Even with the $5,000 from the South Cariboo Health Foundation (SCHF) which the CMHA is so very grateful for, it remains $1,500 “in the hole”, she explains.
“Our bookkeeper appraised me of the exact current financial situation of Soupe de Tour, and it is more dire than I had thought.
“Without any current options for ongoing funding, and together with our request to the Joint Committee for a reduction in fees charged for accessing The Lodge kitchen being denied, we have had to make the very difficult decision to shut down Soupe de Tour and cease its operations, effective immediately.”
The South Cariboo Joint Committee (SCJC) is made up of representatives of the District of 100 Mile House Council and Cariboo Regional District directors. The District is responsible for The Lodge and Commercial Kitchen in the Valley Room, with certain recreational funding also provided by the CRD.

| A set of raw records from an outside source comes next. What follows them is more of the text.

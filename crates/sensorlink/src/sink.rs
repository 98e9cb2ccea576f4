//! Downstream collaborators: frame sinks, command sinks and telemetry bridges

use std::time::Duration;

use async_trait::async_trait;
use bytes::Bytes;
use tokio::sync::mpsc;
use tracing::{debug, info};

use crate::error::DecodeError;

/// Consumes decoded frame payloads.
///
/// May return a derived scalar (e.g. a distance estimate) which the
/// composition layer forwards as telemetry.
#[async_trait]
pub trait FrameSink: Send {
    async fn on_frame(&mut self, payload: Bytes) -> Result<Option<f64>, DecodeError>;
}

/// Receives command values from the control channel.
#[async_trait]
pub trait CommandSink: Send {
    async fn on_command(&mut self, value: f64);
}

/// Optional external republication of received telemetry.
#[async_trait]
pub trait TelemetryBridge: Send {
    async fn publish(&mut self, value: f64);
}

/// Stand-in perception stage: waits for `processing` then reports a fixed
/// estimate for every frame.
#[derive(Debug, Clone)]
pub struct FixedEstimateSink {
    estimate: f64,
    processing: Duration,
    frames: u64,
}

impl FixedEstimateSink {
    pub fn new(estimate: f64, processing: Duration) -> Self {
        Self {
            estimate,
            processing,
            frames: 0,
        }
    }

    pub fn frames(&self) -> u64 {
        self.frames
    }
}

#[async_trait]
impl FrameSink for FixedEstimateSink {
    async fn on_frame(&mut self, payload: Bytes) -> Result<Option<f64>, DecodeError> {
        if !self.processing.is_zero() {
            tokio::time::sleep(self.processing).await;
        }
        self.frames += 1;
        debug!(len = payload.len(), estimate = self.estimate, "Frame processed");
        Ok(Some(self.estimate))
    }
}

/// Forwards payloads into an mpsc channel.
///
/// A closed receiver is reported as a decode failure so the receive loop
/// stops instead of silently discarding frames.
pub struct ChannelSink {
    tx: mpsc::Sender<Bytes>,
}

impl ChannelSink {
    pub fn new(tx: mpsc::Sender<Bytes>) -> Self {
        Self { tx }
    }
}

#[async_trait]
impl FrameSink for ChannelSink {
    async fn on_frame(&mut self, payload: Bytes) -> Result<Option<f64>, DecodeError> {
        self.tx
            .send(payload)
            .await
            .map_err(|_| DecodeError::new("frame channel closed"))?;
        Ok(None)
    }
}

/// Logs every command it receives.
#[derive(Debug, Default)]
pub struct LogCommandSink {
    last: Option<f64>,
}

impl LogCommandSink {
    pub fn last(&self) -> Option<f64> {
        self.last
    }
}

#[async_trait]
impl CommandSink for LogCommandSink {
    async fn on_command(&mut self, value: f64) {
        if self.last != Some(value) {
            info!(command = value, "Command setpoint changed");
        } else {
            debug!(command = value, "Command received");
        }
        self.last = Some(value);
    }
}

/// Republishes telemetry to the log.
#[derive(Debug)]
pub struct LogBridge {
    topic: String,
}

impl LogBridge {
    pub fn new(topic: impl Into<String>) -> Self {
        Self {
            topic: topic.into(),
        }
    }
}

#[async_trait]
impl TelemetryBridge for LogBridge {
    async fn publish(&mut self, value: f64) {
        info!(topic = %self.topic, value, "Telemetry published");
    }
}

/// Forwards values into an mpsc channel; full or closed channels drop the
/// value, matching the control channel's lossy contract.
pub struct ChannelValueSink {
    tx: mpsc::Sender<f64>,
}

impl ChannelValueSink {
    pub fn new(tx: mpsc::Sender<f64>) -> Self {
        Self { tx }
    }

    fn forward(&self, value: f64) {
        if self.tx.try_send(value).is_err() {
            debug!(value, "Value sink full or closed, dropping");
        }
    }
}

#[async_trait]
impl CommandSink for ChannelValueSink {
    async fn on_command(&mut self, value: f64) {
        self.forward(value);
    }
}

#[async_trait]
impl TelemetryBridge for ChannelValueSink {
    async fn publish(&mut self, value: f64) {
        self.forward(value);
    }
}

#[cfg(test)]
mod tests {
    use super::*;

    #[tokio::test]
    async fn fixed_estimate_reports_constant() {
        let mut sink = FixedEstimateSink::new(10.0, Duration::ZERO);
        assert_eq!(sink.on_frame(Bytes::from_static(b"x")).await.unwrap(), Some(10.0));
        assert_eq!(sink.on_frame(Bytes::new()).await.unwrap(), Some(10.0));
        assert_eq!(sink.frames(), 2);
    }

    #[tokio::test]
    async fn fixed_estimate_simulates_processing_delay() {
        let mut sink = FixedEstimateSink::new(1.5, Duration::from_millis(50));
        let start = tokio::time::Instant::now();
        sink.on_frame(Bytes::new()).await.unwrap();
        assert!(start.elapsed() >= Duration::from_millis(50));
    }

    #[tokio::test]
    async fn channel_sink_errors_when_receiver_dropped() {
        let (tx, rx) = mpsc::channel(1);
        let mut sink = ChannelSink::new(tx);
        drop(rx);
        assert!(sink.on_frame(Bytes::from_static(b"x")).await.is_err());
    }

    #[tokio::test]
    async fn log_command_sink_tracks_last_value() {
        let mut sink = LogCommandSink::default();
        assert_eq!(sink.last(), None);
        sink.on_command(15.0).await;
        sink.on_command(15.0).await;
        sink.on_command(7.5).await;
        assert_eq!(sink.last(), Some(7.5));
    }

    #[tokio::test]
    async fn channel_value_sink_drops_when_full() {
        let (tx, mut rx) = mpsc::channel(1);
        let mut sink = ChannelValueSink::new(tx);
        sink.on_command(1.0).await;
        sink.on_command(2.0).await;
        assert_eq!(rx.recv().await, Some(1.0));
        assert!(rx.try_recv().is_err());
    }
}
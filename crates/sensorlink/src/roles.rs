//! Role runners: the vehicle, perception and coordinator processes
//!
//! Each runner spawns its long-running loops on a `TaskTracker`, ties them
//! to one cancellation token and drains them within [`SHUTDOWN_TIMEOUT`].
//!
//! ```text
//! vehicle ──frames/TCP──▶ perception ──telemetry/UDP──▶ coordinator
//!    ▲                                                      │
//!    └──────────────────command/UDP─────────────────────────┘
//! ```

use std::net::SocketAddr;
use std::sync::Arc;

use anyhow::{Context, Result};
use tokio::sync::watch;
use tokio::task::JoinHandle;
use tokio_util::sync::CancellationToken;
use tokio_util::task::TaskTracker;
use tracing::{debug, info, warn};

use crate::control::{
    ChannelKind, ControlConfig, PacedSender, PacingConfig, ReceiverStats, SenderStats,
    ValueReceiver, ValueSender,
};
use crate::protocol::{DEFAULT_FRAME_PORT, MAX_FRAME_SIZE, SHUTDOWN_TIMEOUT};
use crate::server::{BroadcastServer, ServerConfig, ServerStats};
use crate::sink::{CommandSink, FrameSink, TelemetryBridge};
use crate::source::FrameSource;
use crate::transport::FrameConsumer;

/// Speed setpoint the coordinator holds when nothing else is configured
pub const DEFAULT_SETPOINT: f64 = 15.0;

#[derive(Debug, Clone)]
pub struct VehicleConfig {
    pub server: ServerConfig,
    /// Where commands are received
    pub command_addr: SocketAddr,
}

impl Default for VehicleConfig {
    fn default() -> Self {
        Self {
            server: ServerConfig::default(),
            command_addr: ControlConfig::default().command_addr,
        }
    }
}

#[derive(Debug, Clone)]
pub struct PerceptionConfig {
    /// Frame server to connect to
    pub frame_addr: SocketAddr,
    pub max_frame_size: usize,
    /// Where telemetry is sent
    pub telemetry_addr: SocketAddr,
    pub pacing: PacingConfig,
}

impl Default for PerceptionConfig {
    fn default() -> Self {
        Self {
            frame_addr: SocketAddr::from(([127, 0, 0, 1], DEFAULT_FRAME_PORT)),
            max_frame_size: MAX_FRAME_SIZE,
            telemetry_addr: ControlConfig::default().telemetry_addr,
            pacing: PacingConfig::telemetry(),
        }
    }
}

#[derive(Debug, Clone)]
pub struct CoordinatorConfig {
    pub control: ControlConfig,
    pub pacing: PacingConfig,
    pub setpoint: f64,
}

impl Default for CoordinatorConfig {
    fn default() -> Self {
        Self {
            control: ControlConfig::default(),
            pacing: PacingConfig::command(),
            setpoint: DEFAULT_SETPOINT,
        }
    }
}

#[derive(Debug, Clone, Default)]
pub struct VehicleReport {
    pub server: ServerStats,
    pub commands: ReceiverStats,
}

#[derive(Debug, Clone, Default)]
pub struct PerceptionReport {
    pub frames: u64,
    pub telemetry: SenderStats,
}

#[derive(Debug, Clone, Default)]
pub struct CoordinatorReport {
    pub telemetry: ReceiverStats,
    pub commands: SenderStats,
}

/// Vehicle side with its sockets bound: frame server plus command receiver
pub struct Vehicle {
    server: BroadcastServer,
    commands: ValueReceiver,
}

impl Vehicle {
    pub async fn bind(config: VehicleConfig) -> Result<Self> {
        let server = BroadcastServer::bind(config.server)
            .await
            .context("Failed to bind frame server")?;
        let commands = ValueReceiver::bind(ChannelKind::Command, config.command_addr)
            .await
            .context("Failed to bind command receiver")?;
        Ok(Self { server, commands })
    }

    pub fn frame_addr(&self) -> std::io::Result<SocketAddr> {
        self.server.local_addr()
    }

    pub fn command_addr(&self) -> std::io::Result<SocketAddr> {
        self.commands.local_addr()
    }

    /// Stream frames from `source` and hand received commands to `commands`.
    ///
    /// Returns when the source ends or `cancel` fires.
    pub async fn run<S, C>(
        self,
        source: S,
        commands: C,
        cancel: CancellationToken,
    ) -> Result<VehicleReport>
    where
        S: FrameSource + 'static,
        C: CommandSink + 'static,
    {
        let tracker = TaskTracker::new();
        let tasks = cancel.child_token();
        let receiver = Arc::new(self.commands);
        let (latest_tx, latest_rx) = watch::channel(None);

        let recv_receiver = Arc::clone(&receiver);
        let recv_cancel = tasks.clone();
        tracker.spawn(async move {
            recv_receiver
                .run(
                    move |v| {
                        latest_tx.send_replace(Some(v));
                    },
                    recv_cancel,
                )
                .await
        });
        tracker.spawn(dispatch_commands(latest_rx, commands, tasks.clone()));

        let server = self.server;
        let handle = server.handle();
        let server_cancel = tasks.clone();
        let mut server_task = tracker.spawn(async move {
            let mut source = source;
            server.run(&mut source, server_cancel).await
        });

        // On cancel the server gets the same drain budget as everything else
        let joined = tokio::select! {
            joined = &mut server_task => Some(joined),
            _ = cancel.cancelled() => None,
        };
        tasks.cancel();
        drain("vehicle", &tracker).await;

        let server_stats = match joined {
            Some(joined) => joined.context("Frame server task failed")?,
            None => finished(server_task)
                .await
                .unwrap_or_else(|| handle.stats()),
        };
        Ok(VehicleReport {
            server: server_stats,
            commands: receiver.stats(),
        })
    }
}

pub async fn run_vehicle<S, C>(
    config: VehicleConfig,
    source: S,
    commands: C,
    cancel: CancellationToken,
) -> Result<VehicleReport>
where
    S: FrameSource + 'static,
    C: CommandSink + 'static,
{
    Vehicle::bind(config).await?.run(source, commands, cancel).await
}

/// Consume frames, turning each sink-derived value into paced telemetry.
///
/// Returns when the frame stream ends or `cancel` fires. A truncated frame
/// or a sink decode failure is returned as an error after the telemetry
/// sender has drained.
pub async fn run_perception<S>(
    config: PerceptionConfig,
    sink: S,
    cancel: CancellationToken,
) -> Result<PerceptionReport>
where
    S: FrameSink + 'static,
{
    let mut consumer = FrameConsumer::connect(config.frame_addr, config.max_frame_size)
        .await
        .context("Failed to connect to frame server")?;
    let sender = ValueSender::bind(ChannelKind::Telemetry, config.telemetry_addr)
        .await
        .context("Failed to bind telemetry sender")?;
    let paced = PacedSender::new(sender, config.pacing.interval, config.pacing.mode)
        .context("Invalid telemetry pacing")?;
    info!(server = %consumer.peer(), telemetry = %config.telemetry_addr, "Perception started");

    let tracker = TaskTracker::new();
    let (latest_tx, latest_rx) = watch::channel(None);

    // Ends by itself once the receive loop drops the publisher
    let telemetry_task = tracker.spawn(paced.run(latest_rx, cancel.clone()));

    let receive_cancel = cancel.clone();
    let receive_task = tracker.spawn(async move {
        let mut sink = sink;
        consumer
            .receive_loop(
                &mut sink,
                |v| {
                    latest_tx.send_replace(Some(v));
                },
                &receive_cancel,
            )
            .await
    });

    let received = receive_task.await.context("Receive task failed");
    drain("perception", &tracker).await;
    let telemetry = finished(telemetry_task).await.unwrap_or_default();

    let frames = received?.context("Frame stream failed")?;
    Ok(PerceptionReport { frames, telemetry })
}
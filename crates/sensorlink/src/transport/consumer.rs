//! Consumer side of the frame channel
//!
//! Connects to a broadcast server, decodes frames and hands them to a
//! [`FrameSink`]. Derived values returned by the sink are passed to a
//! callback; putting them on the control channel is the caller's business.

use std::net::SocketAddr;

use bytes::Bytes;
use tokio::net::TcpStream;
use tokio_util::sync::CancellationToken;
use tracing::{debug, info, warn};

use crate::error::{ConnectionError, ConsumerError};
use crate::sink::FrameSink;

use super::codec::FrameReader;

/// A live connection to a frame broadcast server
pub struct FrameConsumer {
    reader: FrameReader<TcpStream>,
    peer: SocketAddr,
}

impl FrameConsumer {
    /// Connect to a broadcast server.
    pub async fn connect(
        server_addr: SocketAddr,
        max_frame_size: usize,
    ) -> Result<Self, ConnectionError> {
        let stream = TcpStream::connect(server_addr)
            .await
            .map_err(|source| ConnectionError::Connect {
                addr: server_addr,
                source,
            })?;
        if let Err(e) = stream.set_nodelay(true) {
            debug!(error = %e, "Failed to set TCP_NODELAY");
        }
        info!(server = %server_addr, "Connected to frame server");
        Ok(Self::from_stream(stream, server_addr, max_frame_size))
    }

    /// Wrap an already-connected stream.
    pub fn from_stream(stream: TcpStream, peer: SocketAddr, max_frame_size: usize) -> Self {
        Self {
            reader: FrameReader::new(stream, max_frame_size),
            peer,
        }
    }

    pub fn peer(&self) -> SocketAddr {
        self.peer
    }

    /// Receive the next frame, or `None` once the server closed cleanly.
    pub async fn recv(&mut self) -> Result<Option<Bytes>, ConsumerError> {
        Ok(self.reader.decode().await?)
    }

    /// Feed every frame to `sink` until the stream ends.
    ///
    /// Returns the number of frames delivered. A clean close or cancellation
    /// ends the loop with `Ok`; a truncated frame or a sink decode failure
    /// ends it with the error.
    pub async fn receive_loop<S, F>(
        &mut self,
        sink: &mut S,
        mut on_derived: F,
        cancel: &CancellationToken,
    ) -> Result<u64, ConsumerError>
    where
        S: FrameSink + ?Sized,
        F: FnMut(f64),
    {
        let mut frames = 0u64;
        loop {
            let next = tokio::select! {
                _ = cancel.cancelled() => {
                    info!(server = %self.peer, frames, "Receive loop cancelled");
                    return Ok(frames);
                }
                next = self.reader.decode() => next,
            };

            let payload = match next {
                Ok(Some(payload)) => payload,
                Ok(None) => {
                    info!(server = %self.peer, frames, "Frame stream closed");
                    return Ok(frames);
                }
                Err(e) => {
                    warn!(
                        server = %self.peer,
                        frames,
                        boundary = e.is_boundary_violation(),
                        error = %e,
                        "Frame stream failed"
                    );
                    return Err(e.into());
                }
            };

            frames += 1;
            debug!(len = payload.len(), frame = frames, "Received frame");

            match sink.on_frame(payload).await {
                Ok(Some(value)) => on_derived(value),
                Ok(None) => {}
                Err(e) => {
                    warn!(server = %self.peer, frame = frames, error = %e, "Sink rejected frame");
                    return Err(e.into());
                }
            }
        }
    }
}
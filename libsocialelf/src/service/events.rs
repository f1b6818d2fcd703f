//! Lifecycle events
//!
//! An in-process broadcast bus. Services emit after each successful
//! mutation and on connection-flow outcomes; the CLI and any embedding UI
//! subscribe. Emitting never blocks and never fails: with no subscribers the
//! event is dropped, and a lagging subscriber loses the oldest events.
//!
//! ```
//! use libsocialelf::service::events::{Event, EventBus};
//!
//! # async fn example() {
//! let bus = EventBus::new(100);
//! let mut receiver = bus.subscribe();
//!
//! bus.emit(Event::PostDeleted {
//!     post_id: "post_1".to_string(),
//! });
//!
//! if let Ok(event) = receiver.recv().await {
//!     println!("{:?}", event);
//! }
//! # }
//! ```

use chrono::{DateTime, Utc};
use serde::{Deserialize, Serialize};
use tokio::sync::broadcast;

use crate::error::FailureReason;
use crate::types::{Platform, PostStatus};

pub type EventReceiver = broadcast::Receiver<Event>;

#[derive(Clone)]
pub struct EventBus {
    sender: broadcast::Sender<Event>,
}

impl Default for EventBus {
    fn default() -> Self {
        Self::new(100)
    }
}

impl EventBus {
    /// `capacity` is the per-subscriber buffer before old events are dropped
    pub fn new(capacity: usize) -> Self {
        let (sender, _) = broadcast::channel(capacity);
        Self { sender }
    }

    pub fn subscribe(&self) -> EventReceiver {
        self.sender.subscribe()
    }

    pub fn emit(&self, event: Event) {
        // Err only means nobody is listening
        let _ = self.sender.send(event);
    }

    pub fn subscriber_count(&self) -> usize {
        self.sender.receiver_count()
    }
}

#[derive(Debug, Clone, PartialEq, Serialize, Deserialize)]
#[serde(tag = "type", rename_all = "snake_case")]
pub enum Event {
    PostCreated {
        post_id: String,
        status: PostStatus,
        platforms: Vec<Platform>,
    },

    PostUpdated {
        post_id: String,
        /// Wire names of the fields the caller supplied
        fields: Vec<String>,
    },

    PostRescheduled {
        post_id: String,
        scheduled_for: DateTime<Utc>,
    },

    PostDeleted {
        post_id: String,
    },

    /// An optimistic calendar move was rejected and undone
    RescheduleReverted {
        post_id: String,
        message: String,
        /// False when the list could not be re-fetched and the view is stale
        view_refreshed: bool,
    },

    ConnectionStarted {
        profile_id: String,
        platform: Platform,
    },

    ConnectionEstablished {
        profile_id: String,
        platform: Platform,
        account: Option<String>,
    },

    ConnectionFailed {
        platform: Platform,
        reason: FailureReason,
        message: String,
    },

    ConnectionRemoved {
        profile_id: String,
        account_id: String,
    },
}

The CMHA thanks all the other community volunteers, with its special thanks to the SCHF for their significant support.
“We are so very aware that Soupe de Tour would not have operated anywhere near as long as it has if it weren’t for the support of the South Cariboo Health Foundation.
“We will be looking for another way to get Soupe de Tour back up and running so that our volunteers can continue to make the soup we give out to those in need,” Collins says, adding it would have to be in a different venue with a much lower cost attached to accessing a commercial kitchen.
The SCJC’s co-chair, District Mayor Mitch Campsall, says it is about more than a kitchen discount, noting there are at least three other societies asking for the same thing.
“The joint committee voted it down because of the fact that we are already giving to the community, in organizations similar to this, up to about $50,000 worth of costs on the Martin Exeter Hall/Lodge, as it is, a year – that is our losses.”
The SCJC has also already provided funding to CMHA’s program, including a grant-in-aid at the beginning of the year, Campsall adds.
“We can only go so far. The taxpayers of the South Cariboo can only fund so much in our community, and we are trying to spread it out to everybody.”